What you need to do:
Report how many lines in the data below hold "first", with no other words.

Stored data:
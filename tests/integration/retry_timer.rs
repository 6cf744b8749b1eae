//! Integration tests for deferred retries.
//!
//! Runs on a paused tokio clock so the 10 s retry delay and 15 s request
//! timeout elapse instantly.
//!
//! Verification command: `cargo test --test retry_timer`

#![allow(clippy::unwrap_used, clippy::expect_used)]

use std::sync::Arc;
use std::time::Duration;

use taskflow::cache::MemoryCache;
use taskflow::remote::RemoteError;
use taskflow::remote::memory::MemoryTaskService;
use taskflow::sync::RetryPolicy;
use taskflow::tasks::{Session, SyncStatus, TaskStore};

type Store = TaskStore<MemoryTaskService, MemoryCache>;

fn open(service: MemoryTaskService) -> Arc<Store> {
    let (store, _events) = TaskStore::open(service, MemoryCache::new(), RetryPolicy::default(), 64);
    store.set_session(Some(Session::new("alice", "alice")));
    Arc::new(store)
}

async fn advance(secs: u64) {
    tokio::time::sleep(Duration::from_secs(secs)).await;
}

#[tokio::test(start_paused = true)]
async fn soft_failures_exhaust_after_three_attempts() {
    let service = MemoryTaskService::new();
    for _ in 0..3 {
        service.fail_next(RemoteError::status(409, "conflict"));
    }
    let store = open(service);
    let id = store.create_task("contested", "", None).await.unwrap();
    assert_eq!(store.pending_ops()[0].retries, 1);

    advance(11).await;
    assert_eq!(store.pending_ops()[0].retries, 2);
    assert!(store.retry_scheduled());

    advance(10).await;
    assert_eq!(store.pending_count(), 0);
    assert_eq!(store.service().call_count(), 3);
    assert_eq!(store.task(&id).unwrap().sync_status, SyncStatus::Error);
    assert!(!store.retry_scheduled());
}

#[tokio::test(start_paused = true)]
async fn transient_failures_retry_every_ten_seconds() {
    let service = MemoryTaskService::new();
    service.set_offline(true);
    let store = open(service);
    store.create_task("patient", "", None).await.unwrap();
    assert_eq!(store.service().call_count(), 1);

    advance(35).await;
    assert_eq!(store.service().call_count(), 4);
    assert_eq!(store.pending_ops()[0].retries, 0);
    assert!(store.retry_scheduled());

    store.service().set_offline(false);
    advance(10).await;
    assert_eq!(store.pending_count(), 0);
    assert_eq!(store.service().tasks().len(), 1);
    assert!(!store.retry_scheduled());
}

#[tokio::test(start_paused = true)]
async fn new_action_replaces_pending_timer() {
    let service = MemoryTaskService::new();
    service.set_offline(true);
    let store = open(service);
    store.create_task("first", "", None).await.unwrap();

    advance(5).await;
    store.create_task("second", "", None).await.unwrap();
    assert_eq!(store.service().call_count(), 2);

    // The first timer would have fired at 10 s.
    advance(6).await;
    assert_eq!(store.service().call_count(), 2);

    advance(5).await;
    assert_eq!(store.service().call_count(), 3);
}

#[tokio::test(start_paused = true)]
async fn slow_service_times_out_and_retries() {
    let service = MemoryTaskService::new();
    service.hold();
    let store = open(service);

    let creating = tokio::spawn({
        let store = Arc::clone(&store);
        async move { store.create_task("slow", "", None).await }
    });
    advance(16).await;
    assert!(creating.is_finished());
    creating.await.unwrap().unwrap();
    assert_eq!(store.pending_count(), 1);
    assert_eq!(store.pending_ops()[0].retries, 0);
    assert!(store.retry_scheduled());

    store.service().release();
    advance(10).await;
    assert_eq!(store.pending_count(), 0);
    assert_eq!(store.service().tasks().len(), 1);
}
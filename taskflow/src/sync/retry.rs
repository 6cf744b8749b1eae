//! Retry limits, timeouts, and the single outstanding retry timer.

use std::sync::atomic::{AtomicU64, Ordering};
use std::time::Duration;

use parking_lot::Mutex;
use tokio::task::JoinHandle;

/// Retry and timeout settings for the sync engine.
#[derive(Debug, Clone, PartialEq, Eq)]
pub struct RetryPolicy {
    /// Soft failures tolerated before an operation is dropped.
    pub max_retries: u32,
    /// Delay before a halted drain is attempted again.
    pub retry_delay: Duration,
    /// Upper bound on a single call to the task service.
    pub request_timeout: Duration,
}

impl Default for RetryPolicy {
    fn default() -> Self {
        Self {
            max_retries: 3,
            retry_delay: Duration::from_secs(10),
            request_timeout: Duration::from_secs(15),
        }
    }
}

impl RetryPolicy {
    /// Returns `true` once an operation has used up its soft retries.
    #[must_use]
    pub const fn is_exhausted(&self, retries: u32) -> bool {
        retries >= self.max_retries
    }
}

struct Armed {
    generation: u64,
    handle: JoinHandle<()>,
}

/// Holds at most one pending retry task.
///
/// Arming replaces (and aborts) any earlier timer. Each armed task is
/// tagged with a generation so that, when it fires, it can clear its own
/// slot with [`RetryTimer::disarm`] without aborting itself.
#[derive(Default)]
pub struct RetryTimer {
    slot: Mutex<Option<Armed>>,
    generation: AtomicU64,
}

impl RetryTimer {
    /// Creates a timer with nothing armed.
    #[must_use]
    pub fn new() -> Self {
        Self::default()
    }

    /// Spawns a new timer task via `spawn`, aborting any previous one.
    ///
    /// `spawn` receives the generation to pass to [`disarm`](Self::disarm)
    /// when the task fires. The slot is locked while spawning so the new
    /// task cannot observe a stale slot.
    pub fn arm<F>(&self, spawn: F)
    where
        F: FnOnce(u64) -> JoinHandle<()>,
    {
        let generation = self.generation.fetch_add(1, Ordering::Relaxed) + 1;
        let mut slot = self.slot.lock();
        let handle = spawn(generation);
        if let Some(previous) = slot.replace(Armed { generation, handle }) {
            previous.handle.abort();
        }
    }

    /// Clears the slot if it still holds `generation`, without aborting.
    ///
    /// Returns `true` if the slot was cleared.
    pub fn disarm(&self, generation: u64) -> bool {
        let mut slot = self.slot.lock();
        if slot.as_ref().is_some_and(|armed| armed.generation == generation) {
            *slot = None;
            true
        } else {
            false
        }
    }

    /// Aborts the pending timer, if any. Returns `true` if one was pending.
    pub fn cancel(&self) -> bool {
        self.slot.lock().take().is_some_and(|armed| {
            armed.handle.abort();
            true
        })
    }

    /// Returns `true` while a timer is armed.
    #[must_use]
    pub fn is_armed(&self) -> bool {
        self.slot.lock().is_some()
    }
}

impl std::fmt::Debug for RetryTimer {
    fn fmt(&self, f: &mut std::fmt::Formatter<'_>) -> std::fmt::Result {
        f.debug_struct("RetryTimer")
            .field("armed", &self.is_armed())
            .finish_non_exhaustive()
    }
}
//! In-process [`TaskService`] for tests and offline demos.
//!
//! Mirrors the reference server's semantics (owner scoping, 404 for unknown
//! tasks, owner-local `order` numbering) without any networking. Failures
//! can be scripted per call, the whole service can be switched offline, and
//! calls can be held at a gate to exercise concurrency and timeouts.

use std::collections::VecDeque;
use std::sync::atomic::{AtomicUsize, Ordering};

use parking_lot::Mutex;
use taskflow_proto::task::{NewTask, ReorderEntry, SortOrder, Task, TaskId, TaskPatch};
use tokio::sync::watch;

use super::{RemoteError, TaskService};

#[derive(Debug, Default)]
struct ServiceState {
    tasks: Vec<Task>,
    scripted: VecDeque<(Option<&'static str>, RemoteError)>,
    offline: bool,
    calls: Vec<String>,
}

/// In-memory task service.
///
/// Any token is accepted and acts as the caller's user id.
#[derive(Debug)]
pub struct MemoryTaskService {
    state: Mutex<ServiceState>,
    gate: watch::Sender<bool>,
    in_flight: AtomicUsize,
}

impl Default for MemoryTaskService {
    fn default() -> Self {
        Self::new()
    }
}

impl MemoryTaskService {
    /// Creates an empty, online service.
    #[must_use]
    pub fn new() -> Self {
        let (gate, _) = watch::channel(false);
        Self {
            state: Mutex::new(ServiceState::default()),
            gate,
            in_flight: AtomicUsize::new(0),
        }
    }

    /// Seeds a stored task directly, bypassing create semantics.
    pub fn insert(&self, task: Task) {
        self.state.lock().tasks.push(task);
    }

    /// Snapshot of every stored task, in insertion order.
    #[must_use]
    pub fn tasks(&self) -> Vec<Task> {
        self.state.lock().tasks.clone()
    }

    /// Looks up a stored task.
    #[must_use]
    pub fn task(&self, id: &TaskId) -> Option<Task> {
        self.state.lock().tasks.iter().find(|t| t.id == *id).cloned()
    }

    /// Makes every call fail with [`RemoteError::Offline`] until reset.
    pub fn set_offline(&self, offline: bool) {
        self.state.lock().offline = offline;
    }

    /// Makes the next call fail with `error`. Scripted failures queue up.
    pub fn fail_next(&self, error: RemoteError) {
        self.state.lock().scripted.push_back((None, error));
    }

    /// Makes the next call named `call` (`"update"`, `"list_mine"`, ...)
    /// fail with `error`. Other calls pass it by.
    pub fn fail_next_call(&self, call: &'static str, error: RemoteError) {
        self.state.lock().scripted.push_back((Some(call), error));
    }

    /// Holds every subsequent call until [`release`](Self::release).
    pub fn hold(&self) {
        self.gate.send_replace(true);
    }

    /// Lets held calls proceed.
    pub fn release(&self) {
        self.gate.send_replace(false);
    }

    /// Names of every call received, in arrival order (`"create"`, ...).
    #[must_use]
    pub fn calls(&self) -> Vec<String> {
        self.state.lock().calls.clone()
    }

    /// Number of calls received so far.
    #[must_use]
    pub fn call_count(&self) -> usize {
        self.state.lock().calls.len()
    }

    /// Number of calls currently waiting at the gate or executing.
    #[must_use]
    pub fn in_flight(&self) -> usize {
        self.in_flight.load(Ordering::SeqCst)
    }

    async fn enter(&self, call: &str) -> Result<(), RemoteError> {
        self.state.lock().calls.push(call.to_string());
        self.in_flight.fetch_add(1, Ordering::SeqCst);
        let mut gate = self.gate.subscribe();
        let _ = gate.wait_for(|held| !*held).await;
        self.in_flight.fetch_sub(1, Ordering::SeqCst);

        let mut state = self.state.lock();
        if state.offline {
            return Err(RemoteError::Offline("connection refused".to_string()));
        }
        let pos = state
            .scripted
            .iter()
            .position(|(target, _)| target.is_none_or(|name| name == call));
        match pos.and_then(|i| state.scripted.remove(i)) {
            Some((_, error)) => Err(error),
            None => Ok(()),
        }
    }
}

fn not_found() -> RemoteError {
    RemoteError::status(404, "Task not found")
}

fn sorted(mut tasks: Vec<Task>, sort: SortOrder) -> Vec<Task> {
    match sort {
        SortOrder::Manual => tasks.sort_by_key(|t| t.order),
        SortOrder::Asc => tasks.sort_by(|a, b| a.id.cmp(&b.id)),
        SortOrder::Desc => tasks.sort_by(|a, b| b.id.cmp(&a.id)),
    }
    tasks
}

impl TaskService for MemoryTaskService {
    async fn create(&self, token: &str, task: &NewTask) -> Result<Task, RemoteError> {
        self.enter("create").await?;
        let mut state = self.state.lock();
        let order = state
            .tasks
            .iter()
            .filter(|t| t.owner == token)
            .map(|t| t.order)
            .max()
            .unwrap_or(0)
            + 1;
        let created = Task {
            id: TaskId::issue(),
            title: task.title.clone(),
            description: task.description.clone(),
            completed: false,
            status: None,
            owner: token.to_string(),
            due_date: task.due_date.clone(),
            order,
        };
        state.tasks.push(created.clone());
        Ok(created)
    }

    async fn update(
        &self,
        token: &str,
        id: &TaskId,
        patch: &TaskPatch,
    ) -> Result<Task, RemoteError> {
        self.enter("update").await?;
        let mut state = self.state.lock();
        let task = state
            .tasks
            .iter_mut()
            .find(|t| t.id == *id && t.owner == token)
            .ok_or_else(not_found)?;
        patch.apply_to(task);
        Ok(task.clone())
    }

    async fn delete(&self, token: &str, id: &TaskId) -> Result<(), RemoteError> {
        self.enter("delete").await?;
        let mut state = self.state.lock();
        let pos = state
            .tasks
            .iter()
            .position(|t| t.id == *id && t.owner == token)
            .ok_or_else(not_found)?;
        state.tasks.remove(pos);
        Ok(())
    }

    async fn reorder(&self, token: &str, entries: &[ReorderEntry]) -> Result<(), RemoteError> {
        self.enter("reorder").await?;
        let mut state = self.state.lock();
        for entry in entries {
            if let Some(task) = state
                .tasks
                .iter_mut()
                .find(|t| t.id == entry.id && t.owner == token)
            {
                task.order = entry.order;
            }
        }
        Ok(())
    }

    async fn list_mine(&self, token: &str, sort: SortOrder) -> Result<Vec<Task>, RemoteError> {
        self.enter("list_mine").await?;
        let mine: Vec<Task> = self
            .state
            .lock()
            .tasks
            .iter()
            .filter(|t| t.owner == token)
            .cloned()
            .collect();
        Ok(sorted(mine, sort))
    }

    async fn list_all(&self, _token: &str, sort: SortOrder) -> Result<Vec<Task>, RemoteError> {
        self.enter("list_all").await?;
        let all = self.state.lock().tasks.clone();
        Ok(sorted(all, sort))
    }

    async fn health(&self) -> Result<(), RemoteError> {
        if self.state.lock().offline {
            return Err(RemoteError::Offline("connection refused".to_string()));
        }
        Ok(())
    }
}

Exercise answer:
2